La simplicité est désormais l’exclusivité du coûteux vSAN

La notion compliquée de LUN a complètement disparu avec les vVols. Et, d’ailleurs, on parle dans ce cas de « containers de stockage », ou de « datastores », plutôt que de « volumes » pour exprimer à quel point le dispositif est plus flexible. Par exemple, il est même possible de modifier les règles d’un vVol en cours de route.

Enfin, de la simplicité de configuration des vVols a découlé toute une série d’opérations de maintenance qui ont paru subitement plus fiables, essentiellement parce que l’erreur humaine est moins possible.

Désormais, toute cette facilité est l’exclusivité du module vSAN. Celui-ci agrège tous les disques présents dans un cluster VMware sous la forme d’une seule grosse baie de disques virtuelle, dans laquelle l’administrateur définit, aussi simplement qu’avec les vVols, des containers de stockage par VM.

Supprimer les vVols signifie donc soit revenir à la technique totalement décourageante des volumes VMFS, soit passer à vSAN et cesser d’utiliser des baies de disques externes. Problème, les utilisateurs estiment que vSAN est bien moins avantageux que des baies externes :

« vSAN est gourmand en processeur et en RAM. Il faut donc acheter des serveurs supplémentaires pour supporter ses besoins en plus d’exécuter les machines virtuelles. Des serveurs supplémentaires qui coûtent aussi des licences VCF supplémentaires. Qui plus est, il faut équiper vSAN des SSD NVMe les plus chers pour compenser ses défauts de compression et d’efficacité par rapport aux baies de de stockage de Dell, NetApp, HPE, Hitachi Vantara et consort », écrit un autre client de VMware sur le forum Reddit.

Les vVols posaient un problème commercial à Broadcom

La cause de l’abandon des vVols est sans doute à chercher dans les risques commerciaux qu’ils posaient à Broadcom. En théorie, puisque les volumes sont physiquement gérés par la baie de disques, il devrait être assez simple de migrer de VMware vers l’un de ses concurrents en conservant la même baie de disques. Et c’est justement ce que Nutanix propose aux clients de VMware qui possèdent une baie de stockage PowerFlex de Dell et, bientôt, à ceux qui utilisent une baie FlashArray de Pure Storage.

Et puis, il y a le cloud hybride, un scénario dans lequel une partie du cluster VMware est sur site et l’autre dans un cloud partenaire. Le fournisseur qui sait gérer le stockage sur site et en cloud comme un pool unique est celui qui empoche les licences de part et d’autre.
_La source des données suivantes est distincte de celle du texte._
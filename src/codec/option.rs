use super::{Codec, CodecRef};
use crate::{
    encoding::{Reader, Serializer, OPT_NONE, OPT_SOME},
    errors::*,
    Stride, Value,
};

/// A value that may be absent.
///
/// One flag byte, `0x00` for absent and `0x01` for present, followed by the child's
/// encoding when present. The child is not length-prefixed: it owns the rest of the
/// span. When decoding, any nonzero flag counts as present.
///
/// # Example
///
/// ```
/// use kcodec::prelude::*;
///
/// let c = Optional::new(codec(U8));
/// assert_eq!(c.encode(&Value::none()).unwrap(), vec![0x00]);
/// assert_eq!(c.encode(&Value::some(7u8)).unwrap(), vec![0x01, 0x07]);
/// ```
#[derive(Debug, Clone)]
pub struct Optional {
    child: CodecRef,
}

impl Optional {
    /// Creates an optional `child`.
    pub fn new(child: CodecRef) -> Self { Optional { child } }

    /// The codec of the present value.
    pub fn child(&self) -> &CodecRef { &self.child }
}

impl Codec for Optional {
    fn stride(&self) -> Stride { Stride::Variable }

    fn encode_into(&self, value: &Value, out: &mut Vec<u8>) -> CodecResult<()> {
        match value {
            Value::Opt(None) => {
                out.put_u8(OPT_NONE);
                Ok(())
            }
            Value::Opt(Some(inner)) => {
                out.put_u8(OPT_SOME);
                self.child.encode_into(inner, out)
            }
            other => Err(CodecError::mismatch("option", other.type_name())),
        }
    }

    fn decode(&self, bytes: &[u8]) -> CodecResult<Value> {
        let mut reader = Reader::new(bytes);
        if reader.take_byte()? == OPT_NONE {
            reader.finish()?;
            return Ok(Value::Opt(None));
        }
        let inner = self.child.decode(reader.read_rest())?;
        Ok(Value::Opt(Some(Box::new(inner))))
    }
}
use failure::Fail;

#[derive(Debug, Clone, PartialEq, Eq, Fail)]
/// An error encountered while encoding or decoding.
///
/// Errors are never recovered from inside a codec: the first failure aborts the whole
/// call and is returned to the caller unchanged.
pub enum CodecError {
    /// A varint was asked to encode a negative, fractional, non-finite, or too-large
    /// number.
    #[fail(display = "invalid varint input: {}", _0)]
    InvalidInput(String),

    /// A decoded varint does not fit in 53 bits.
    #[fail(display = "varint overflowed 53 bits")]
    Overflow,

    /// The input ended before a read could complete.
    #[fail(display = "tried to read {} bytes from buffer of size {}", needed, available)]
    Truncated {
        /// Bytes the read required.
        needed: usize,
        /// Bytes that were left.
        available: usize,
    },

    /// An enum tag name that was never registered, or an index byte past the last
    /// variant.
    #[fail(display = "invalid enum variant: {}", _0)]
    InvalidVariant(String),

    /// A fixed-length byte codec was handed the wrong number of bytes.
    #[fail(display = "expected exactly {} bytes, got {}", expected, actual)]
    SizeMismatch {
        /// The codec's fixed length.
        expected: usize,
        /// The length that was supplied.
        actual: usize,
    },

    /// Bytes were left over after a codec consumed its span.
    #[fail(display = "{} trailing bytes after decoding", _0)]
    TrailingBytes(usize),

    /// A value of the wrong kind was handed to a codec.
    #[fail(display = "expected a {} value, found {}", expected, found)]
    TypeMismatch {
        /// What the codec accepts.
        expected: &'static str,
        /// What it was given.
        found: &'static str,
    },

    /// A tuple value had the wrong number of elements.
    #[fail(display = "expected {} elements, found {}", expected, found)]
    ArityMismatch {
        /// The codec's arity.
        expected: usize,
        /// The value's length.
        found: usize,
    },

    /// A struct value lacked a declared field.
    #[fail(display = "missing field `{}`", _0)]
    MissingField(String),

    /// A text codec decoded bytes that are not UTF-8.
    #[fail(display = "invalid utf-8 in text")]
    InvalidUtf8,

    /// A composite codec was constructed from an inconsistent description.
    #[fail(display = "invalid schema: {}", _0)]
    Schema(String),
}

impl CodecError {
    /// Creates a [`CodecError::Truncated`].
    pub fn truncated(needed: usize, available: usize) -> Self {
        CodecError::Truncated { needed, available }
    }

    /// Creates a [`CodecError::TypeMismatch`].
    pub fn mismatch(expected: &'static str, found: &'static str) -> Self {
        CodecError::TypeMismatch { expected, found }
    }
}

impl From<std::string::FromUtf8Error> for CodecError {
    fn from(_: std::string::FromUtf8Error) -> Self { CodecError::InvalidUtf8 }
}

/// Result alias used throughout the crate.
pub type CodecResult<T> = Result<T, CodecError>;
En d’autres termes, supprimer les vVols et imposer à la place vSAN garantit à Broadcom de revendre lui-même à son client le stockage d’un AWS, d’un Azure ou d’un OVHcloud. Sans vSAN, ce revenu irait dans les poches de NetApp ou de Pure Storage, parce que leurs baies proposent aussi cette fonction de gestion de pool de stockage global en cloud hybride. 

Vers une nouvelle collaboration avec les fournisseurs de stockage

Pour autant, couper entièrement les ponts avec les fournisseurs de baies de disques reviendrait à une déclaration de guerre et inciterait ces fabricants à grossir les rangs de ceux qui appellent au boycott de VMware. Il est donc probable que la stratégie de Broadcom soit en réalité un peu différente.

Sur le modèle de ce que son concurrent Nutanix propose à Dell et Pure Storage, Broadcom pourrait étendre les fonctionnalités de vSAN pour qu’il inclue dans son pool de ressources des baies de disques tierces. D’autant que la fonctionnalité vSAN Max sait déjà gérer des machines qui ne servent qu’au stockage. De cette façon, les fabricants de baies vendraient toujours leurs produits aux clients de VMware, sans toutefois facturer le stockage en cloud, qui resterait sous l’égide de vSAN.

Cette théorie pourra être vérifiée lors de la prochaine conférence annuelle de VMware, qui se tiendra fin août à Las Vegas et lors de laquelle l’éditeur exposera les nouvelles directions de sa stratégie.